- _Action item_
Within the listing below, how many lines contain "CancellationToken"? Only the number is wanted.

- _Records shown_

____

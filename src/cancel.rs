use std::sync::Arc;
use std::sync::atomic::{AtomicBool, Ordering};

/// Shared cancellation flag handed to every simulation.
///
/// Clones observe the same flag, so a single `cancel()` reaches every
/// island task of an [`Islands`](crate::algorithms::islands::Islands) run.
#[derive(Clone, Debug, Default)]
pub struct CancellationToken {
    cancelled: Arc<AtomicBool>,
}

impl CancellationToken {
    pub fn new() -> Self {
        Self::default()
    }

    pub fn cancel(&self) {
        self.cancelled.store(true, Ordering::SeqCst);
    }

    pub fn is_cancelled(&self) -> bool {
        self.cancelled.load(Ordering::SeqCst)
    }
}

____

- _Response to this task_
2